Pero no pudo probar ni una ni otra. Ambas habían estado donde decían, durante el tiempo que decían. Solo logró retenerlas, como a las otras, en su hogar. A la segunda semana de investigaciones, el círculo de posibilidades se cerraba, pero aun no lograba armar el “muñeco”.

Sus compañeros parecían estar de acuerdo en que Ana Morales tenía cara de culpable. El hecho de no poder explicar qué fue de su vida aquella tarde; lo nerviosa que estaba, y cómo trataba de evadir a los interrogadores con coquetería o falsos desmayos, según conviniera, constituían claros indicios de que ocultaba más de un secreto.

La prensa exprimía a policía y trabajadores del concurso en busca de detalles escandalosos, así que los productores le acosaban por teléfono día y noche. Para ellos, cada minuto de oscuridad significaba miles en pérdidas de publicidad y prestigio. Aunque el departamento de homicidios no estaba obligado a dar explicaciones a periodistas ni curiosos sobre caso en proceso alguno, había demasiados peces grandes en el lago como para escapar de preguntas indiscretas.

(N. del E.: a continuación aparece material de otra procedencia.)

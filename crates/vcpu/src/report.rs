//! End-of-run reports.

use std::fmt::Write as _;

use serde::Serialize;
use vcpu_core::{FlagsSnapshot, Machine, ScreenGeometry, GENERAL_REGISTER_COUNT};

/// What the driver prints once a run stops.
#[derive(Debug, Clone, PartialEq, Eq, Serialize)]
pub struct RunReport {
    /// Lifecycle state, as text.
    pub state: String,
    /// Program counter.
    pub pc: usize,
    /// Stack pointer.
    pub sp: u16,
    /// Instructions retired.
    pub retired: u64,
    /// `R0`..`R7`.
    pub registers: [u16; GENERAL_REGISTER_COUNT],
    /// Condition flags.
    pub flags: FlagsSnapshot,
    /// Fault description when the run failed.
    pub fault: Option<String>,
    /// Video window rendered as text rows.
    pub screen: Vec<String>,
}

impl RunReport {
    /// Captures the machine state and renders its screen.
    #[must_use]
    pub fn capture(machine: &Machine, screen: ScreenGeometry) -> Self {
        let snapshot = machine.snapshot();
        Self {
            state: snapshot.state.to_string(),
            pc: snapshot.pc,
            sp: snapshot.sp,
            retired: snapshot.retired,
            registers: snapshot.registers,
            flags: snapshot.flags,
            fault: snapshot.fault.map(|fault| fault.to_string()),
            screen: screen.render_rows(machine.read_video_window()),
        }
    }

    /// Serializes the report as pretty-printed JSON.
    ///
    /// # Errors
    ///
    /// Propagates `serde_json` serialization failures.
    pub fn to_json(&self) -> serde_json::Result<String> {
        serde_json::to_string_pretty(self)
    }

    /// Renders the screen inside a border followed by a register summary.
    #[must_use]
    pub fn to_text(&self) -> String {
        let width = self.screen.first().map_or(0, |row| row.chars().count());
        let border = format!("+{}+", "-".repeat(width));

        let mut out = String::new();
        let _ = writeln!(out, "{border}");
        for row in &self.screen {
            let _ = writeln!(out, "|{row}|");
        }
        let _ = writeln!(out, "{border}");

        let registers = self
            .registers
            .iter()
            .enumerate()
            .map(|(index, value)| format!("R{index}={value}"))
            .collect::<Vec<_>>()
            .join(" ");
        let _ = writeln!(out, "{registers}");
        let _ = writeln!(
            out,
            "PC={} SP={} {}",
            self.pc, self.sp, self.flags
        );
        let _ = writeln!(
            out,
            "state: {} after {} instructions",
            self.state, self.retired
        );
        if let Some(fault) = &self.fault {
            let _ = writeln!(out, "fault: {fault}");
        }
        out
    }
}
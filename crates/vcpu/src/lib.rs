//! Headless driver for the vcpu simulator: configuration files, the
//! interactive run loop and end-of-run reports.

#[cfg(test)]
use tempfile as _;

/// `key: value` machine configuration files.
pub mod config_file;
/// Run loop, stdin input and log setup.
pub mod driver;
/// Driver error types and exit codes.
pub mod errors;
/// Text and JSON end-of-run reports.
pub mod report;

pub use config_file::{parse_config, DriverConfig};
pub use driver::{init_logging, load_config, load_program, run_to_completion, Verbosity};
pub use errors::{ConfigFileError, ConfigFileErrorKind, DriverError};
pub use report::RunReport;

Además, con la donación que había prometido la televisora para “honrar la heroicidad de quienes, sin dudas, darían rápidamente con el culpable”, tendría su retiro asegurado, e incluso, el de su jefe. Definitivamente, a más de uno le urgía cerrar el expediente.

Un anónimo acusatorio fue lo único que necesitó el capitán Ruiz para escribir aquel punto final. Al recibirlo, en su oficina, pensó que se trataba de una broma, pues en sus años de carrera jamás había coincidido con una denuncia tan cobarde. “Tampoco había tenido que investigar un asesinato con cuatro sospechosas”, pensó.

“Ana Morales, sentenciada a veinte años de privación de libertad sin atenuantes”, dictó el señor juez, y Ruiz se relajó en su asiento del juzgado. Ahora, a disfrutar del sol de las Canarias.